Le Basileus n'arrivait pas à s'en remettre. Il entendit la proposition de l'officier Aldrinn sans vraiment l'entendre, comme sonné.
-Hein? ...Oui, oui, cela va de soi. Vous étiez son escouade préférée, Delta. Si quelqu'un peut la reconnaitre, c'est sans doute vous. Ne faisons pas de fausse joie à sa famille. Kahn a beau ne pas le montrer, je sais qu'il ne parvient pas à se faire à la perte de sa fille. Alors si nous venions à répandre la nouvelle et qu'elle s'avérait infondée, imaginez l'effet que cela aurait. Non seulement sur lui mais sur l'ensemble de la population...
Le Contarque prit une inspiration et ajouta:
-Mieux vaut que ce soit vous, Aldrinn, qui vous vous en chargiez.
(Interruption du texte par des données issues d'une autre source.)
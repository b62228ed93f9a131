use super::coercion::{parse_amount, parse_time, serial_to_date};
use super::{extract_isin, format_timestamp, parse_date, quantity_from, Cell, CoercionError, CurrencyTable};
use anyhow::Result;
use chrono::{NaiveDate, NaiveTime};
use rust_decimal::Decimal;
use std::str::FromStr;

#[test]
fn test_amount_successfully_parses_locale_strings() -> Result<()> {
    let test_cases = vec![
        ("1 234,56", "1234.56"),
        ("1\u{a0}234,56", "1234.56"),
        ("1234.56", "1234.56"),
        ("1.234,56", "1234.56"),
        ("1,234.56", "1234.56"),
        ("  -15,5  ", "-15.5"),
        ("100", "100"),
        ("1e3", "1000"),
    ];

    for (input_string, expected_output) in test_cases {
        assert_eq!(parse_amount(input_string)?, Decimal::from_str(expected_output)?);
    }

    Ok(())
}

#[test]
fn test_amount_treats_blank_and_nan_as_zero() -> Result<()> {
    assert!(parse_amount("")?.is_zero());
    assert!(parse_amount("   ")?.is_zero());
    assert!(parse_amount("NaN")?.is_zero());
    assert!(parse_amount("nan")?.is_zero());
    assert!(parse_amount("-")?.is_zero());

    Ok(())
}

#[test]
fn test_amount_fails_on_garbage_but_cell_view_defaults_to_zero() {
    assert!(matches!(parse_amount("abc"), Err(CoercionError::InvalidAmount(_))));
    assert!(Cell::text("abc").amount().is_err());
    assert!(!Cell::text("abc").is_nonzero());
}

#[test]
fn test_number_cells_keep_their_decimal_value() -> Result<()> {
    assert_eq!(Cell::Number(0.1).amount()?, Decimal::from_str("0.1")?);
    assert_eq!(Cell::Number(1500.5).amount()?, Decimal::from_str("1500.50")?);
    assert!(Cell::Number(f64::NAN).amount()?.is_zero());
    assert!(Cell::Empty.amount()?.is_zero());

    Ok(())
}

#[test]
fn test_date_parses_day_month_year_variants() -> Result<()> {
    let expected = NaiveDate::from_ymd_opt(2023, 7, 1).unwrap();

    assert_eq!(parse_date("01.07.2023")?, expected);
    assert_eq!(parse_date("01.07.23")?, expected);
    assert_eq!(parse_date(" 01.07.2023 ")?, expected);
    assert_eq!(parse_date("2023-07-01")?, expected);
    assert_eq!(parse_date("2023-07-01 12:30:00")?, expected);
    assert_eq!(parse_date("01.07.69")?, NaiveDate::from_ymd_opt(1969, 7, 1).unwrap());

    Ok(())
}

#[test]
fn test_date_rejects_other_shapes() {
    assert!(parse_date("").is_err());
    assert!(parse_date("July 1st").is_err());
    assert!(parse_date("32.01.2023").is_err());
    assert!(parse_date("01.07.023").is_err());
    assert!(parse_date("01/07/2023").is_err());
    assert!(Cell::text("Итого").date().is_err());
    assert!(matches!(Cell::Empty.date(), Err(CoercionError::MissingValue)));
}

#[test]
fn test_serial_day_numbers_follow_the_1900_calendar() -> Result<()> {
    assert_eq!(serial_to_date(1.0)?, NaiveDate::from_ymd_opt(1900, 1, 1).unwrap());
    assert_eq!(serial_to_date(59.0)?, NaiveDate::from_ymd_opt(1900, 2, 28).unwrap());
    assert_eq!(serial_to_date(61.0)?, NaiveDate::from_ymd_opt(1900, 3, 1).unwrap());
    assert_eq!(serial_to_date(45108.75)?, NaiveDate::from_ymd_opt(2023, 7, 1).unwrap());
    assert_eq!(Cell::Number(45108.0).date()?, NaiveDate::from_ymd_opt(2023, 7, 1).unwrap());

    assert!(serial_to_date(60.0).is_err());
    assert!(serial_to_date(0.0).is_err());
    assert!(serial_to_date(-3.0).is_err());

    Ok(())
}

#[test]
fn test_time_coercion_falls_back_to_midnight() {
    assert_eq!(parse_time("10:15:30"), NaiveTime::from_hms_opt(10, 15, 30));
    assert_eq!(parse_time("10:15"), NaiveTime::from_hms_opt(10, 15, 0));
    assert_eq!(Cell::Number(0.5).time(), NaiveTime::from_hms_opt(12, 0, 0).unwrap());
    assert_eq!(Cell::text("soon").time(), NaiveTime::MIN);
    assert_eq!(Cell::Empty.time(), NaiveTime::MIN);
}

#[test]
fn test_timestamp_normalization_is_idempotent() -> Result<()> {
    let inputs = ["01.07.2023", "01.07.23", "2023-07-01", "2023-07-01 10:15:00"];

    for input in inputs {
        let cell = Cell::text(input);
        let once = format_timestamp(&cell.date()?.and_time(cell.time()));
        let again = Cell::text(once.as_str());
        let twice = format_timestamp(&again.date()?.and_time(again.time()));

        assert_eq!(once, twice);
        assert_eq!(once.len(), "YYYY-MM-DD HH:MM:SS".len());
    }

    assert_eq!(format_timestamp(&Cell::text("01.07.2023").date()?.and_time(NaiveTime::MIN)), "2023-07-01 00:00:00");
    assert!(Cell::text("garbage").date().is_err());
    Ok(())
}

#[test]
fn test_isin_is_extracted_from_free_text() {
    assert_eq!(extract_isin("Дивиденды по RU0009029540 за 2022 год"), "RU0009029540");
    assert_eq!(extract_isin("купон US0378331005;"), "US0378331005");
    assert_eq!(extract_isin("без идентификатора"), "");
    assert_eq!(extract_isin("XRU0009029540X"), "");
}

#[test]
fn test_cell_text_renders_integral_numbers_without_fraction() {
    assert_eq!(Cell::Number(12345.0).as_text(), "12345");
    assert_eq!(Cell::Number(1.5).as_text(), "1.5");
    assert_eq!(Cell::text("  Дивиденды ").as_text(), "Дивиденды");
    assert!(Cell::text("   ").is_blank());
}

#[test]
fn test_quantity_is_truncated_magnitude() -> Result<()> {
    assert_eq!(quantity_from(Decimal::from_str("100")?), 100);
    assert_eq!(quantity_from(Decimal::from_str("10.9")?), 10);
    assert_eq!(quantity_from(Decimal::from_str("-5")?), 5);

    Ok(())
}

#[test]
fn test_currency_table_normalizes_known_spellings_only() {
    let table = CurrencyTable::standard();

    assert_eq!(table.normalize("РУБЛЬ"), "RUB");
    assert_eq!(table.normalize("Рубль"), "RUB");
    assert_eq!(table.normalize("USD"), "USD");
    assert_eq!(table.normalize("XYZ"), "XYZ");
    assert_eq!(table.lookup("usd"), None);
}
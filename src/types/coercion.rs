use std::str::FromStr;
use std::sync::LazyLock;

use chrono::{Days, NaiveDate, NaiveDateTime, NaiveTime};
use regex::Regex;
use rust_decimal::prelude::ToPrimitive;
use rust_decimal::Decimal;

use crate::types::CoercionError;
use crate::types::{DATE_FORMAT, TIMESTAMP_FORMAT};

const SECONDS_PER_DAY: f64 = 86_400.0;
//NOTE: Serial 2_958_466 is 10000-01-01, past the last day a spreadsheet can display
const LAST_SERIAL_DAY: f64 = 2_958_466.0;
//NOTE: Serial 60 is the 1900-02-29 that never existed, kept by spreadsheets for Lotus compatibility
const PHANTOM_LEAP_DAY: i64 = 60;

static ISIN_RE: LazyLock<Regex> =
    LazyLock::new(|| Regex::new(r"\b[A-Z]{2}[A-Z0-9]{10}\b").expect("valid isin regex"));

/// Parses a locale formatted amount such as `1 234,56`, `1234.56` or `1.234,56`.
///
/// Blank input, `NaN` and a lone dash are zero. Any other unparseable text is an error
/// so the caller can decide whether to default it and report that it did.
pub fn parse_amount(value: &str) -> Result<Decimal, CoercionError> {
    let value = value.trim();

    if value.is_empty() || value == "-" || value.eq_ignore_ascii_case("nan") {
        return Ok(Decimal::ZERO);
    }

    let mut cleaned: String = value.chars().filter(|c| !c.is_whitespace()).collect();

    match (cleaned.rfind(','), cleaned.rfind('.')) {
        (Some(comma), Some(dot)) if comma > dot => {
            cleaned = cleaned.replace('.', "").replace(',', ".");
        }
        (Some(_), Some(_)) => {
            cleaned = cleaned.replace(',', "");
        }
        (Some(_), None) => {
            cleaned = cleaned.replace(',', ".");
        }
        _ => {}
    }

    Decimal::from_str(&cleaned)
        .or_else(|_| Decimal::from_scientific(&cleaned))
        .map_err(|_| CoercionError::InvalidAmount(value.to_string()))
}

pub(crate) fn decimal_from_f64(value: f64) -> Result<Decimal, CoercionError> {
    if !value.is_finite() {
        return Ok(Decimal::ZERO);
    }

    //NOTE: Going through the shortest round-trip text keeps 0.1 as 0.1 instead of its binary expansion
    let text = value.to_string();
    Decimal::from_str(&text).map_err(|_| CoercionError::InvalidAmount(text))
}

/// Parses a calendar day from `DD.MM.YYYY`, `DD.MM.YY`, `YYYY-MM-DD` or a full
/// `YYYY-MM-DD HH:MM:SS` timestamp. Anything after the first whitespace is ignored.
pub fn parse_date(value: &str) -> Result<NaiveDate, CoercionError> {
    let token = value.split_whitespace().next().ok_or(CoercionError::MissingValue)?;

    if let Ok(date) = NaiveDate::parse_from_str(token, DATE_FORMAT) {
        return Ok(date);
    }

    parse_day_month_year(token).ok_or_else(|| CoercionError::InvalidDate(value.trim().to_string()))
}

fn parse_day_month_year(token: &str) -> Option<NaiveDate> {
    let parts: Vec<&str> = token.split('.').collect();

    let [day, month, year] = parts.as_slice() else {
        return None;
    };

    if ![day, month, year].iter().all(|part| !part.is_empty() && part.chars().all(|c| c.is_ascii_digit())) {
        return None;
    }

    let day: u32 = day.parse().ok()?;
    let month: u32 = month.parse().ok()?;
    let year: i32 = match year.len() {
        4 => year.parse().ok()?,
        2 => {
            let short: i32 = year.parse().ok()?;
            if short < 69 { 2000 + short } else { 1900 + short }
        }
        _ => return None
    };

    NaiveDate::from_ymd_opt(year, month, day)
}

/// Converts a spreadsheet serial day number (1900 date system) to a calendar day.
/// The fractional part, if any, is discarded.
pub fn serial_to_date(serial: f64) -> Result<NaiveDate, CoercionError> {
    if !serial.is_finite() || !(1.0..LAST_SERIAL_DAY).contains(&serial) {
        return Err(CoercionError::SerialOutOfRange(serial));
    }

    let days = serial.floor() as i64;

    if days == PHANTOM_LEAP_DAY {
        return Err(CoercionError::SerialOutOfRange(serial));
    }

    let epoch = if days < PHANTOM_LEAP_DAY {
        NaiveDate::from_ymd_opt(1899, 12, 31)
    } else {
        NaiveDate::from_ymd_opt(1899, 12, 30)
    };

    epoch
        .and_then(|epoch| epoch.checked_add_days(Days::new(days as u64)))
        .ok_or(CoercionError::SerialOutOfRange(serial))
}

/// Converts a serial date-time (day number plus fraction of a day) to a timestamp.
pub fn serial_to_timestamp(serial: f64) -> Result<NaiveDateTime, CoercionError> {
    Ok(serial_to_date(serial)?.and_time(time_from_day_fraction(serial)))
}

/// Parses `HH:MM:SS` or `HH:MM`; a full timestamp contributes its time part.
pub fn parse_time(value: &str) -> Option<NaiveTime> {
    let value = value.trim();

    NaiveTime::parse_from_str(value, "%H:%M:%S")
        .or_else(|_| NaiveTime::parse_from_str(value, "%H:%M"))
        .ok()
        .or_else(|| NaiveDateTime::parse_from_str(value, TIMESTAMP_FORMAT).ok().map(|timestamp| timestamp.time()))
}

pub(crate) fn time_from_day_fraction(value: f64) -> NaiveTime {
    if !value.is_finite() {
        return NaiveTime::MIN;
    }

    let seconds = (value.rem_euclid(1.0) * SECONDS_PER_DAY).round() as u32 % SECONDS_PER_DAY as u32;
    NaiveTime::from_num_seconds_from_midnight_opt(seconds, 0).unwrap_or(NaiveTime::MIN)
}

pub fn format_timestamp(timestamp: &NaiveDateTime) -> String {
    timestamp.format(TIMESTAMP_FORMAT).to_string()
}

/// Finds the first ISIN-shaped token in free text, or an empty string.
pub fn extract_isin(text: &str) -> String {
    ISIN_RE.find(text).map(|found| found.as_str().to_string()).unwrap_or_default()
}

/// Whole-unit quantity: the magnitude truncated toward zero.
pub fn quantity_from(amount: Decimal) -> u64 {
    amount.abs().trunc().to_u64().unwrap_or(0)
}
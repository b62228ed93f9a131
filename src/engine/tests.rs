use super::{StatementEngine, StatementError};

use std::fs;
use std::io::Write;
use std::path::{Path, PathBuf};
use std::sync::Arc;

use anyhow::Result;
use chrono::NaiveDate;
use tempfile::Builder;

use crate::grid::{Grid, GridError};
use crate::models::{DiagnosticReason, OperationType, SectionKind};
use crate::sections::{CashOperationsParser, SectionParser};
use crate::types::Cell;

fn grid(rows: Vec<Vec<&str>>) -> Grid {
    Grid::new(rows.into_iter()
        .map(|row| row.into_iter()
            .map(|value| if value.is_empty() { Cell::Empty } else { Cell::text(value) })
            .collect())
        .collect())
}

fn sample_path() -> PathBuf {
    Path::new(env!("CARGO_MANIFEST_DIR")).join("samples").join("statement.xlsx")
}

fn mixed_statement() -> Grid {
    grid(vec![
        vec!["2.1. Сделки:"],
        vec!["Облигация"],
        vec![
            "Сделка совершена", "Номер сделки", "Куплено, шт", "Цена, %", "Сумма платежа", "НКД покупки",
            "Продано, шт", "Цена, %", "Сумма выручки", "НКД продажи", "Валюта"
        ],
        vec!["SU26238RMFS4 ОФЗ 26238 ISIN: RU000A1038V6"],
        vec!["01.07.2023", "B1", "10", "65,3", "6530", "120,4", "", "", "", "", "РУБЛЬ"],
        vec![],
        vec!["Дата", "Операция", "Сумма зачисления", "Сумма списания"],
        vec!["05.07.2023", "Приход ДС", "1000", ""],
        vec!["02.07.2023", "Вывод ДС", "", "300"],
        vec!["01.07.2023", "Дивиденды", "50", ""]
    ])
}

#[test]
fn test_engine_merges_and_sorts_sections() -> Result<()> {
    let report = StatementEngine::new().parse_grid(&mixed_statement());

    let types: Vec<OperationType> = report.operations.iter().map(|operation| operation.operation_type).collect();
    assert_eq!(types, vec![OperationType::Dividend, OperationType::Buy, OperationType::Withdrawal, OperationType::Deposit]);
    assert!(report.operations.windows(2).all(|pair| pair[0].sort_key() <= pair[1].sort_key()));
    assert_eq!(report.operations[1].isin, "RU000A1038V6");

    Ok(())
}

#[test]
fn test_engine_normalizes_currency_spellings() {
    let report = StatementEngine::new().parse_grid(&mixed_statement());

    assert!(report.operations.iter().all(|operation| operation.currency == "RUB"));
}

#[test]
fn test_engine_reports_missing_sections() {
    let report = StatementEngine::new().parse_grid(&mixed_statement());

    assert_eq!(report.warnings.len(), 1);
    assert_eq!(report.warnings[0].section, SectionKind::CurrencyTrades);
    assert_eq!(report.warnings[0].reason, DiagnosticReason::SectionNotFound);
}

#[test]
fn test_engine_output_is_deterministic() -> Result<()> {
    let engine = StatementEngine::new();
    let statement = mixed_statement();

    let first = serde_json::to_string(&engine.parse_grid(&statement))?;
    let second = serde_json::to_string(&engine.parse_grid(&statement))?;

    assert_eq!(first, second);
    Ok(())
}

#[test]
fn test_engine_runs_custom_parsers_only() {
    let cash: Arc<dyn SectionParser> = Arc::new(CashOperationsParser::default());
    let report = StatementEngine::with_parsers(vec![cash]).parse_grid(&mixed_statement());

    assert_eq!(report.operations.len(), 3);
    assert!(report.warnings.is_empty());
}

#[test]
fn test_engine_empty_grid_yields_empty_report() {
    let report = StatementEngine::default().parse_grid(&Grid::default());

    assert!(report.operations.is_empty());
    assert_eq!(report.metadata.account_id, None);
    assert_eq!(report.warnings.len(), 3);
}

#[test]
fn test_engine_rejects_unsupported_extension() -> Result<()> {
    let mut file = Builder::new().suffix(".csv").tempfile()?;
    writeln!(file, "date,operation")?;

    let result = StatementEngine::new().parse_file(file.path());

    assert!(matches!(result, Err(StatementError::Load(GridError::UnsupportedExtension { .. }))));
    Ok(())
}

#[test]
fn test_engine_parses_sample_statement() -> Result<()> {
    let report = StatementEngine::new().parse_file(&sample_path())?;

    assert_eq!(report.metadata.account_id.as_deref(), Some("123456"));
    assert_eq!(report.metadata.period_end, NaiveDate::from_ymd_opt(2023, 7, 31));
    assert_eq!(report.metadata.unknown_operations, vec!["Перевод".to_string()]);
    assert_eq!(report.operations.len(), 6);
    assert_eq!(report.warnings.len(), 1);

    Ok(())
}

#[tokio::test]
async fn test_engine_run_parses_on_blocking_worker() -> Result<()> {
    let report = StatementEngine::new().run(sample_path()).await?;

    let types: Vec<OperationType> = report.operations.iter().map(|operation| operation.operation_type).collect();
    assert_eq!(types, vec![
        OperationType::Dividend,
        OperationType::CurrencyBuy,
        OperationType::Commission,
        OperationType::Withholding,
        OperationType::Buy,
        OperationType::Sell
    ]);
    assert_eq!(report.operations[4].currency, "RUB");

    Ok(())
}

#[tokio::test]
async fn test_engine_run_bytes_matches_file() -> Result<()> {
    let engine = StatementEngine::new();
    let bytes = fs::read(sample_path())?;

    let from_bytes = engine.run_bytes(bytes).await?;
    let from_file = engine.run(sample_path()).await?;

    assert_eq!(from_bytes, from_file);
    Ok(())
}

#[tokio::test]
async fn test_engine_run_surfaces_missing_file() {
    let result = StatementEngine::new().run(PathBuf::from("samples/missing.xlsx")).await;

    assert!(matches!(result, Err(StatementError::Load(GridError::Open { .. }))));
}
Agissez en toute discrétion. Dès à présent, silence absolu sur cette affaire jusqu'à confirmation. C'est clair?
-Oui monsieur.
-Bien, officier Aldrinn, allez prévenir vos hommes. Secret absolu et départ dans une heure. Vous aurez vos ordres de mission, à lire qu'une fois en route.
-Oui monsieur. Nous serons prêts.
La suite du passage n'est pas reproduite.